O maçaricão foi descendo lenta e progressivamente, adaptou o ângulo de ataque das sensíveis asas à pressão da corrente de ar, de modo a poderem manter a velocidade normal com um mínimo de perda de altitude. Às vezes abrandavam os turbilhões de neve e por momentos era possível manter a horizontal. Então voltava a neve, de novo mais densa, as asas ficavam pesadas, e o maçaricão tinha que voltar a descer.

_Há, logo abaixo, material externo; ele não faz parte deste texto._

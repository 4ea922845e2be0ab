use serde::Serialize;

use crate::currency::CurrencyFormat;
use crate::domain::{AppData, Debt, Transaction};
use crate::ledger::{self, ChartPoint, LedgerTotals};

/// Dashboard figures paired with their display strings.
#[derive(Debug, Clone, PartialEq, Eq, Serialize)]
pub struct DashboardSummary {
    pub totals: LedgerTotals,
    pub balance_label: String,
    pub spend_label: String,
    pub receivable_label: String,
    pub payable_label: String,
}

pub struct SummaryService;

impl SummaryService {
    pub fn current_totals(data: &AppData) -> LedgerTotals {
        LedgerTotals::compute(&data.transactions, &data.debts)
    }

    pub fn dashboard(data: &AppData, format: &CurrencyFormat) -> DashboardSummary {
        let totals = Self::current_totals(data);
        DashboardSummary {
            balance_label: format.format(totals.balance),
            spend_label: format.format(totals.total_expense),
            receivable_label: format.format(totals.total_receivable),
            payable_label: format.format(totals.total_payable),
            totals,
        }
    }

    pub fn overview_chart(transactions: &[Transaction]) -> Vec<ChartPoint> {
        ledger::overview_series(transactions)
    }

    pub fn pending_debts(debts: &[Debt]) -> Vec<&Debt> {
        ledger::pending_debts(debts)
    }
}

#[cfg(test)]
mod tests {
    use super::*;
    use crate::domain::{DebtDirection, TransactionKind};
    use chrono::NaiveDate;
    use rust_decimal_macros::dec;

    #[test]
    fn dashboard_labels_follow_totals() {
        let mut data = AppData::default();
        let date = NaiveDate::from_ymd_opt(2024, 5, 1).unwrap();
        data.add_transaction(Transaction::new(
            date,
            "Salary",
            dec!(150000),
            "Salary",
            TransactionKind::Income,
        ));
        data.add_transaction(Transaction::new(
            date,
            "Rent",
            dec!(25000),
            "Rent",
            TransactionKind::Expense,
        ));
        data.add_debt(Debt::new("Asha", dec!(500), DebtDirection::TheyOweMe));

        let summary = SummaryService::dashboard(&data, &CurrencyFormat::default());
        assert_eq!(summary.totals.balance, dec!(125000));
        assert_eq!(summary.balance_label, "₹1,25,000.00");
        assert_eq!(summary.spend_label, "₹25,000.00");
        assert_eq!(summary.receivable_label, "₹500.00");
        assert_eq!(summary.payable_label, "₹0.00");
    }
}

As costas da Nova Escócia e da Nova Inglaterra estavam já a várias horas de distância, atrás do nevão impenetrável. À sua frente, quem sabe se apenas a alguns minutos, estava a atmosfera mais quente e mais tranquila, para lá da tempestade. Porém, mesmo depois de ultrapassarem a frente fria, tinham que continuar a voar na direcção do mar sem fim, para evitar as nuvens geladas que agora os empurravam impiedosamente, cada vez mais perto da crista das ondas. O maçaricão sabia disso, não por reflexão mas por comportamento instintivo. Por uma vaga inspiração que lhe dizia também estar algures uma fêmea à sua espera, quando os musgos e os líquenes da tundra ficassem verdes de novo, e o tempo do acasalamento voltasse.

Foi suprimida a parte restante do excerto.